YOUR GOAL =>
From the entries underneath, give the number of lines holding the word "Clone", without any other words.

Collected data:
=== Begin Enclosure ===
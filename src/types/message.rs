//! Conversation messages as sent in the `messages` request array.

use serde::{Deserialize, Serialize};

/// Author of a message.
#[derive(Debug, Clone, Copy, PartialEq, Eq, Serialize, Deserialize)]
#[serde(rename_all = "lowercase")]
pub enum Role {
    User,
    Assistant,
}

/// One content block of a message.
#[derive(Debug, Clone, PartialEq, Serialize, Deserialize)]
#[serde(tag = "type", rename_all = "snake_case")]
pub enum ContentPart {
    Text { text: String },
}

/// A role-tagged message.
#[derive(Debug, Clone, PartialEq, Serialize, Deserialize)]
pub struct Message {
    pub role: Role,
    pub content: Vec<ContentPart>,
}

impl Message {
    pub fn user(text: impl Into<String>) -> Self {
        Self::text(Role::User, text)
    }

    pub fn assistant(text: impl Into<String>) -> Self {
        Self::text(Role::Assistant, text)
    }

    pub fn text(role: Role, text: impl Into<String>) -> Self {
        Self {
            role,
            content: vec![ContentPart::Text { text: text.into() }],
        }
    }

    /// Concatenated text of all text parts.
    pub fn text_content(&self) -> String {
        self.content
            .iter()
            .map(|part| match part {
                ContentPart::Text { text } => text.as_str(),
            })
            .collect()
    }
}

/// Request body for `agents/{name}:run`.
#[derive(Debug, Clone, Serialize)]
pub struct RunRequest<'a> {
    pub messages: &'a [Message],
}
=== End Enclosure ===
ANSWER FOR THE TASK =>
4